Writing my working algorithm
Split the input at each newline character into an array of strings
Coerce each string to a number
Set pointer to 0
Set steps to 0
Do as long as pointer references an index within the bounds of the array of jumps
Save the number of the current jump instruction
Increment that number by 1
Update pointer to the sum of pointer and the prior number of the current jump instruction
Increment steps by 1
Return steps
In JavaScript, I wrote this concise program:
let jumps = input.split('\n').map(Number)
const part1 = () => {
let pointer = 0, steps = 0
while (pointer >= 0 && pointer < jumps.length) {
pointer += jumps[pointer]++
steps++
}
return steps
}
Running on both the example input and my puzzle input generated the expected and correct answers!
Part 2
- The twist is...not that difficult
- Updating my working algorithm
The twist is...not that difficult
It seems like I'll now need a condition when updating the value at pointer before updating pointer.
Updating my working algorithm
Split the input at each newline character into an array of strings
Coerce each string to a number
Set pointer to 0
Set steps to 0
Do as long as pointer references an index within the bounds of the array of jumps
Save the number of the current jump instruction
If that number is 3 or more
Decrement that number by 1
Else
Increment that number by 1
Update pointer to the sum of pointer and the prior number of the current jump instruction
Increment steps by 1
Return steps
Running on the example input generated the wrong answer!
What's happening?
Oh...I see:
- I mistakenly put my statement that generated the list of jumps outside each of my
part1
andpart2
functions - So, my
part2
function was operating on a pre-processed list of jumps - Silly me...but also not the first time that's happened
After moving that statement into each function and re-running:
- Running on both the example input and my puzzle input generated the expected and correct answers!
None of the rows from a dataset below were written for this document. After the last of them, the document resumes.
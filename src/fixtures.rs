//! The fixtures table: the widgets to register at startup, and the
//! settings that fill in what a widget or model doesn't specify.

use std::{collections::HashSet, path::Path};

use anyhow::{Result, Context, anyhow};
use kstring::KString;
use serde::Deserialize;
use serde_json::{Map, Value};

use crate::io_util::my_read_to_string;


#[derive(thiserror::Error, Debug, PartialEq)]
pub enum FixtureError {
    #[error("invalid widget tag name {0:?} (need [a-z][a-z0-9-]*)")]
    InvalidTag(String),
    #[error("widget has neither `tag` nor `name`")]
    MissingTag,
    #[error("widget {0:?} is listed more than once")]
    DuplicateTag(String),
    #[error("widget {tag:?}: model request without `model` name at position {position}")]
    EmptyModel { tag: String, position: usize },
    #[error("widget {tag:?}: `models_override` entries must be objects (position {position})")]
    OverrideNotAnObject { tag: String, position: usize },
}

/// Tag names as used for custom elements in pages.
pub fn is_valid_tag(tag: &str) -> bool {
    let mut cs = tag.chars();
    match cs.next() {
        Some(c) if c.is_ascii_lowercase() => (),
        _ => return false,
    }
    cs.all(|c| c.is_ascii_lowercase() || c.is_ascii_digit() || c == '-')
}


// ------------------------------------------------------------------
// Settings

#[derive(Debug, Clone, PartialEq, Deserialize)]
#[serde(default)]
pub struct Settings {
    pub default_api_url: String,
    pub default_models_data_path: String,
    pub default_model_scope_key: String,
    pub default_template_data_path: String,
    #[serde(alias = "DOM_attach_point")]
    pub dom_attach_point: String,
}

impl Default for Settings {
    fn default() -> Self {
        Settings {
            default_api_url: "/api/".into(),
            default_models_data_path: "data.models".into(),
            default_model_scope_key: "models".into(),
            default_template_data_path: "data.models.0.template".into(),
            dom_attach_point: "body".into(),
        }
    }
}


// ------------------------------------------------------------------
// Model requests

#[derive(Debug, Clone, PartialEq)]
pub struct ModelRequest {
    pub model: KString,
    pub scope_key: Option<KString>,
    pub filter: Option<KString>,
    pub sort: Option<KString>,
    /// Endpoint override
    pub url: Option<KString>,
    /// Override for `Settings::default_models_data_path`
    pub data_path: Option<KString>,
}

impl ModelRequest {
    pub fn new(model: &str) -> Self {
        ModelRequest {
            model: KString::from_ref(model),
            scope_key: None,
            filter: None,
            sort: None,
            url: None,
            data_path: None,
        }
    }

    pub fn with_scope_key(mut self, scope_key: &str) -> Self {
        self.scope_key = Some(KString::from_ref(scope_key));
        self
    }

    pub fn with_filter(mut self, filter: &str) -> Self {
        self.filter = Some(KString::from_ref(filter));
        self
    }

    /// The key under which the fetched value is put into the render
    /// context.
    pub fn scope_key(&self) -> &str {
        self.scope_key.as_deref().unwrap_or(&self.model)
    }

    /// The query parameters to send: `model`, then `filter` and
    /// `sort` if given.
    pub fn params(&self) -> Vec<(KString, KString)> {
        let mut params = vec![(KString::from_static("model"), self.model.clone())];
        if let Some(filter) = &self.filter {
            params.push((KString::from_static("filter"), filter.clone()));
        }
        if let Some(sort) = &self.sort {
            params.push((KString::from_static("sort"), sort.clone()));
        }
        params
    }
}


// ------------------------------------------------------------------
// Widgets

/// A pre-fetched value to put into the context before fetching
/// anything.
#[derive(Debug, Clone, PartialEq)]
pub struct ModelOverride {
    pub scope_key: KString,
    pub value: Value,
}

#[derive(Debug, Clone, PartialEq)]
pub struct WidgetDescriptor {
    pub tag: KString,
    /// In fetch order.
    pub models: Vec<ModelRequest>,
    /// Inline template; if given, no template is fetched.
    pub template: Option<String>,
    /// Endpoint override for the template fetch
    pub template_url: Option<KString>,
    /// Override for `Settings::default_template_data_path`
    pub template_data_path: Option<KString>,
    pub models_override: Vec<ModelOverride>,
}

impl WidgetDescriptor {
    pub fn new(tag: &str, models: Vec<ModelRequest>) -> Result<Self, FixtureError> {
        if ! is_valid_tag(tag) {
            return Err(FixtureError::InvalidTag(tag.into()))
        }
        Ok(WidgetDescriptor {
            tag: KString::from_ref(tag),
            models,
            template: None,
            template_url: None,
            template_data_path: None,
            models_override: Vec::new(),
        })
    }

    pub fn with_template(mut self, template: &str) -> Self {
        self.template = Some(template.into());
        self
    }
}


// The file format. Field names follow the original fixtures file,
// which is why both `tag` and `name` are accepted.

#[derive(Deserialize)]
struct RawModelRequest {
    model: String,
    scope_key: Option<String>,
    filter: Option<String>,
    sort: Option<String>,
    url: Option<String>,
    data_path: Option<String>,
}

#[derive(Deserialize)]
struct RawWidget {
    tag: Option<String>,
    name: Option<String>,
    #[serde(default)]
    models: Vec<RawModelRequest>,
    template: Option<String>,
    template_url: Option<String>,
    template_data_path: Option<String>,
    #[serde(default)]
    models_override: Vec<Value>,
}

#[derive(Deserialize)]
struct RawFixtures {
    #[serde(default)]
    widgets: Vec<RawWidget>,
    #[serde(default)]
    settings: Settings,
}

fn opt_kstring(s: Option<String>) -> Option<KString> {
    s.map(KString::from_string)
}

fn model_override(
    tag: &str,
    position: usize,
    value: Value,
    settings: &Settings,
) -> Result<ModelOverride, FixtureError> {
    let mut map: Map<String, Value> = match value {
        Value::Object(map) => map,
        _ => return Err(FixtureError::OverrideNotAnObject {
            tag: tag.into(), position
        })
    };
    let scope_key = map.remove("scope_key");
    let model = map.remove("model");
    let key = match (scope_key, model) {
        (Some(Value::String(k)), _) => k,
        (_, Some(Value::String(m))) => m,
        _ => settings.default_model_scope_key.clone(),
    };
    Ok(ModelOverride {
        scope_key: KString::from_string(key),
        value: Value::Object(map),
    })
}

fn widget_from_raw(raw: RawWidget, settings: &Settings) -> Result<WidgetDescriptor, FixtureError> {
    let tag = raw.tag.or(raw.name).ok_or(FixtureError::MissingTag)?;
    let mut models = Vec::with_capacity(raw.models.len());
    for (position, m) in raw.models.into_iter().enumerate() {
        if m.model.is_empty() {
            return Err(FixtureError::EmptyModel { tag, position })
        }
        models.push(ModelRequest {
            model: KString::from_string(m.model),
            scope_key: opt_kstring(m.scope_key),
            filter: opt_kstring(m.filter),
            sort: opt_kstring(m.sort),
            url: opt_kstring(m.url),
            data_path: opt_kstring(m.data_path),
        });
    }
    let models_override: Vec<ModelOverride> = raw.models_override.into_iter().enumerate()
        .map(|(position, v)| model_override(&tag, position, v, settings))
        .collect::<Result<_, _>>()?;
    let mut widget = WidgetDescriptor::new(&tag, models)?;
    widget.template = raw.template;
    widget.template_url = opt_kstring(raw.template_url);
    widget.template_data_path = opt_kstring(raw.template_data_path);
    widget.models_override = models_override;
    Ok(widget)
}


#[derive(Debug, Clone, PartialEq)]
pub struct Fixtures {
    pub widgets: Vec<WidgetDescriptor>,
    pub settings: Settings,
}

impl Fixtures {
    pub fn from_json_str(s: &str) -> Result<Self> {
        let raw: RawFixtures = serde_json::from_str(s)?;
        let settings = raw.settings;
        let mut seen = HashSet::new();
        let mut widgets = Vec::with_capacity(raw.widgets.len());
        for rw in raw.widgets {
            let w = widget_from_raw(rw, &settings)?;
            if ! seen.insert(w.tag.clone()) {
                return Err(FixtureError::DuplicateTag(w.tag.to_string()).into())
            }
            widgets.push(w);
        }
        Ok(Fixtures { widgets, settings })
    }

    pub fn load<P: AsRef<Path>>(path: P) -> Result<Self> {
        let s = my_read_to_string(&path)?;
        Self::from_json_str(&s).with_context(
            || anyhow!("reading fixtures from {:?}", path.as_ref()))
    }
}


#[cfg(test)]
mod tests {
    use super::*;
    use serde_json::json;

    #[test]
    fn t_is_valid_tag() {
        assert!(is_valid_tag("sidebar"));
        assert!(is_valid_tag("nav-bar2"));
        assert!(!is_valid_tag(""));
        assert!(!is_valid_tag("2col"));
        assert!(!is_valid_tag("Sidebar"));
        assert!(!is_valid_tag("side bar"));
        assert!(!is_valid_tag("-x"));
    }

    #[test]
    fn t_scope_key_defaults_to_model() {
        let m = ModelRequest::new("category");
        assert_eq!(m.scope_key(), "category");
        let m = m.with_scope_key("categories");
        assert_eq!(m.scope_key(), "categories");
    }

    #[test]
    fn t_params() {
        let m = ModelRequest::new("project").with_filter("name:x");
        let ps: Vec<(String, String)> = m.params().into_iter()
            .map(|(k, v)| (k.to_string(), v.to_string()))
            .collect();
        assert_eq!(ps, vec![("model".into(), "project".into()),
                            ("filter".into(), "name:x".into())]);
    }

    #[test]
    fn t_from_json_str() -> Result<()> {
        let f = Fixtures::from_json_str(r#"{
            "modules": [],
            "widgets": [
                { "name": "header" },
                { "name": "sidebar",
                  "models": [{"model": "category", "scope_key": "categories"}] },
                { "tag": "footer", "template": "<p>(c)</p>",
                  "models_override": [{"model": "owner", "name": "me"},
                                      {"scope_key": "year", "value": 2024},
                                      {"x": 1}] }
            ],
            "routes": [],
            "settings": { "default_api_url": "/v2/api/" }
        }"#)?;
        assert_eq!(f.settings.default_api_url, "/v2/api/");
        assert_eq!(f.settings.default_models_data_path, "data.models");
        assert_eq!(f.widgets.len(), 3);
        assert_eq!(f.widgets[0].tag.as_str(), "header");
        assert!(f.widgets[0].models.is_empty());
        assert_eq!(f.widgets[1].models[0].scope_key(), "categories");
        let footer = &f.widgets[2];
        assert_eq!(footer.template.as_deref(), Some("<p>(c)</p>"));
        assert_eq!(footer.models_override,
                   vec![ModelOverride { scope_key: "owner".into(),
                                        value: json!({"name": "me"}) },
                        ModelOverride { scope_key: "year".into(),
                                        value: json!({"value": 2024}) },
                        ModelOverride { scope_key: "models".into(),
                                        value: json!({"x": 1}) }]);
        Ok(())
    }

    #[test]
    fn t_from_json_str_errors() {
        let e = Fixtures::from_json_str(r#"{"widgets": [{"name": "a"}, {"tag": "a"}]}"#)
            .err().unwrap();
        assert_eq!(e.downcast_ref::<FixtureError>(),
                   Some(&FixtureError::DuplicateTag("a".into())));
        let e = Fixtures::from_json_str(r#"{"widgets": [{"name": "Nav"}]}"#)
            .err().unwrap();
        assert_eq!(e.to_string(),
                   "invalid widget tag name \"Nav\" (need [a-z][a-z0-9-]*)");
        let e = Fixtures::from_json_str(r#"{"widgets": [{}]}"#).err().unwrap();
        assert_eq!(e.downcast_ref::<FixtureError>(), Some(&FixtureError::MissingTag));
        let e = Fixtures::from_json_str(
            r#"{"widgets": [{"name": "a", "models": [{"model": ""}]}]}"#)
            .err().unwrap();
        assert_eq!(e.downcast_ref::<FixtureError>(),
                   Some(&FixtureError::EmptyModel { tag: "a".into(), position: 0 }));
    }
}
In JavaScript, I wrote this nearly identical, concise program:
const part2 = () => {
let jumps = input.split('\n').map(Number)
let pointer = 0, steps = 0
while (pointer >= 0 && pointer < jumps.length) {
pointer += jumps[pointer] >= 3 ? jumps[pointer]-- : jumps[pointer]++
steps++
}
return steps
}
I did it!!
- I solved both parts!
- I implemented my Part 1 algorithm exactly as outlined in pseudocode in this article, which made writing it feel super easy!
- I was surprisingly disappointed - and perhaps grateful? - by the lack of difficulty of Part 2 relative to Part 1!
- I'm now two stars away from matching my personal best star score for a given year!